Pero he aquí que de uno de ellos sale una voz gritando:

—¡Maripepa, que ahí viene Pacha!

Oirlo aquélla y emprender rauda carrera, todo lo rauda que le consentía su pierna defectuosa y el peso que llevaba, fué todo uno.

En efecto, una mujer de bastante más edad, aunque no tan fea, venía corriendo hacia ellos. Era su hermana mayor, la cual creía también en la pasión de Regalado, pero que lejos de alentarla se mostraba exasperada, furiosa. Pasó como un torbellino en persecución de la incauta doncella gritándole con acento amenazador:

—¡Aguarda, aguarda; yo te arreglaré, grandísima pícara!

Los vecinos se retorcían de risa. Nadie sabía cuál de las dos mujeres era más simple. Solteras ambas, vivían juntas, manteniéndose de una escasa labranza y del trabajo de Maripepa que era habilísima tejedora. Todo lo que hilaban las mujeres en Entralgo y Canzana lo convertía ella en tela. Pacha, que le llevaba diez ó doce años, cosía por las casas y ejercía el mando de la suya. Pero lo que le daba más que hacer, lo que la tenía inquieta siempre y recelosa era la guarda de Maripepa, una niña que no acababa de sentar la cabeza. Siempre vigilante, siempre detrás de ella á fin de que no cayese en las redes que por todas partes le tendían sus apasionados. Porque no sólo era Regalado quien osaba turbar su cándido corazón. Otros había que, guiados del mismo frenesí, le ponían claveles en la ventana, plantaban ramos delante de su casa y le cantaban al oído lisonjas y requiebros Dios sabe con qué torpes fines.

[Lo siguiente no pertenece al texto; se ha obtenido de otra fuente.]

//! Integration tests for the native call boundary

use progsvm_foundation::{DefType, EntityIndex, Error, ErrorKind, Result};
use progsvm_vm::{Builtins, Opcode, ProgramBuilder, Vm, VmConfig};

use crate::{PARM0, PARM1, RETURN, build, vm_with};

// =============================================================================
// Builtins
// =============================================================================

fn seven(vm: &mut Vm) -> Result<()> {
    vm.return_float(7.0);
    Ok(())
}

fn count_args(vm: &mut Vm) -> Result<()> {
    let argc = vm.argc();
    vm.return_float(argc as f32);
    Ok(())
}

fn describe(vm: &mut Vm) -> Result<()> {
    let [x, y, z] = vm.get_vector(0);
    let text = format!("{} at {x} {y} {z}", vm.get_string(1));
    vm.return_string(&text);
    Ok(())
}

fn spawn(vm: &mut Vm) -> Result<()> {
    let e = vm.allocate_entity()?;
    vm.return_entity(e);
    Ok(())
}

fn apply(vm: &mut Vm) -> Result<()> {
    let f = vm.get_function(0);
    let x = vm.get_float(1);
    vm.globals_mut().set_float(progsvm_foundation::ofs::OFS_PARM0, x);
    vm.execute(f)
}

fn refuse(vm: &mut Vm) -> Result<()> {
    Err(Error::builtin(format!("refused with {} args", vm.argc())))
}

fn builtins() -> Builtins {
    Builtins::new()
        .with(1, "seven", seven)
        .with(2, "count_args", count_args)
        .with(3, "describe", describe)
        .with(4, "spawn", spawn)
        .with(5, "apply", apply)
        .with(6, "refuse", refuse)
}

fn run(b: ProgramBuilder) -> Vm {
    let (program, main) = build(b, "main");
    let mut vm = vm_with(program, builtins(), VmConfig::default());
    vm.execute(main).unwrap();
    vm
}

// =============================================================================
// Return Values
// =============================================================================

#[test]
fn native_return_reaches_next_reader() {
    let mut b = ProgramBuilder::new();
    let out = b.global("out", DefType::Float);
    let one = b.constant_float(1.0);
    let seven_f = b.builtin("seven", 1);
    let seven_g = b.function_global(seven_f);
    let _ = b.function("main", &[]);
    b.emit(Opcode::Call0, seven_g, 0, 0);
    b.emit(Opcode::AddF, RETURN, one, out);
    b.emit(Opcode::Done, 0, 0, 0);
    b.end_function();

    let vm = run(b);
    assert_eq!(vm.globals().float(out as usize), 8.0);
}

#[test]
fn native_sees_call_argument_count() {
    let mut b = ProgramBuilder::new();
    let out = b.global("out", DefType::Float);
    let count_f = b.builtin("count_args", 2);
    let count_g = b.function_global(count_f);
    let _ = b.function("main", &[]);
    b.emit(Opcode::Call3, count_g, 0, 0);
    b.emit(Opcode::StoreF, RETURN, out, 0);
    b.emit(Opcode::Done, 0, 0, 0);
    b.end_function();

    let vm = run(b);
    assert_eq!(vm.globals().float(out as usize), 3.0);
}

#[test]
fn native_reads_vector_and_string_parameters() {
    let mut b = ProgramBuilder::new();
    let out = b.global("out", DefType::String);
    let origin = b.constant_vector([1.0, 2.5, -3.0]);
    let name = b.constant_string("door");
    let describe_f = b.builtin("describe", 3);
    let describe_g = b.function_global(describe_f);
    let _ = b.function("main", &[]);
    b.emit(Opcode::StoreV, origin, PARM0, 0);
    b.emit(Opcode::StoreS, name, PARM1, 0);
    b.emit(Opcode::Call2, describe_g, 0, 0);
    b.emit(Opcode::StoreS, RETURN, out, 0);
    b.emit(Opcode::Done, 0, 0, 0);
    b.end_function();

    let vm = run(b);
    let id = vm.globals().string(out as usize);
    assert_eq!(vm.string(id), "door at 1 2.5 -3");
}

// =============================================================================
// Entities Across the Boundary
// =============================================================================

#[test]
fn program_writes_to_natively_spawned_entity() {
    let mut b = ProgramBuilder::new();
    let health = b.field("health", DefType::Float);
    let hundred = b.constant_float(100.0);
    let spawn_f = b.builtin("spawn", 4);
    let spawn_g = b.function_global(spawn_f);
    let _ = b.function("main", &[]);
    let e = b.local(DefType::Entity);
    let ptr = b.local(DefType::Pointer);
    b.emit(Opcode::Call0, spawn_g, 0, 0);
    b.emit(Opcode::StoreEnt, RETURN, e, 0);
    b.emit(Opcode::Address, e, health.global, ptr);
    b.emit(Opcode::StorePF, hundred, ptr, 0);
    b.emit(Opcode::Done, 0, 0, 0);
    b.end_function();

    let vm = run(b);
    let spawned = EntityIndex::new(1);
    assert!(!vm.entities().is_free(spawned));
    assert_eq!(
        vm.entities().float(spawned, u32::from(health.field)).unwrap(),
        100.0
    );
}

// =============================================================================
// Re-entry and Errors
// =============================================================================

#[test]
fn native_can_call_back_into_program() {
    let mut b = ProgramBuilder::new();
    let out = b.global("out", DefType::Float);
    let five = b.constant_float(5.0);
    let apply_f = b.builtin("apply", 5);
    let apply_g = b.function_global(apply_f);

    let (double, parms) = b.function("double", &[DefType::Float]);
    let t = b.local(DefType::Float);
    b.emit(Opcode::AddF, parms[0], parms[0], t);
    b.emit(Opcode::Return, t, 0, 0);
    b.end_function();
    let double_g = b.function_global(double);

    let _ = b.function("main", &[]);
    b.emit(Opcode::StoreFnc, double_g, PARM0, 0);
    b.emit(Opcode::StoreF, five, PARM1, 0);
    b.emit(Opcode::Call2, apply_g, 0, 0);
    b.emit(Opcode::StoreF, RETURN, out, 0);
    b.emit(Opcode::Done, 0, 0, 0);
    b.end_function();

    let vm = run(b);
    assert_eq!(vm.globals().float(out as usize), 10.0);
    assert_eq!(vm.depth(), 0);
}

#[test]
fn native_error_aborts_whole_call() {
    let mut b = ProgramBuilder::new();
    let out = b.global("out", DefType::Float);
    let one = b.constant_float(1.0);
    let refuse_f = b.builtin("refuse", 6);
    let refuse_g = b.function_global(refuse_f);

    let (inner, _) = b.function("inner", &[]);
    b.emit(Opcode::Call2, refuse_g, 0, 0);
    b.emit(Opcode::StoreF, one, out, 0);
    b.emit(Opcode::Done, 0, 0, 0);
    b.end_function();
    let inner_g = b.function_global(inner);

    let _ = b.function("main", &[]);
    b.emit(Opcode::Call0, inner_g, 0, 0);
    b.emit(Opcode::StoreF, one, out, 0);
    b.emit(Opcode::Done, 0, 0, 0);
    b.end_function();

    let (program, main) = build(b, "main");
    let mut vm = vm_with(program, builtins(), VmConfig::default());
    let err = vm.execute(main).unwrap_err();

    assert!(matches!(&err.kind, ErrorKind::Builtin(m) if m == "refused with 2 args"));
    let context = err.context.unwrap();
    assert_eq!(context.function.as_deref(), Some("inner"));
    assert_eq!(context.stack.len(), 2);
    assert_eq!(vm.globals().float(out as usize), 0.0);
    assert_eq!(vm.depth(), 0);
}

El jocoso mayordomo iba á caer de nuevo sobre el grupo de jóvenes guerreros cuando por el camino del río, desembocando ya en la plazuela, vió llegar á Eladia con una herrada sobre la cabeza. Era una joven de tez morena y no desprovista de gracia.

—Adiós, Eladia, hija mía. Saluda á los amigos, mujer. No sé por qué te pones tan seria cuando está Quino delante.

—Adiós. Yo no me pongo seria—manifestó la joven poniéndose no sólo seria sino encrespada.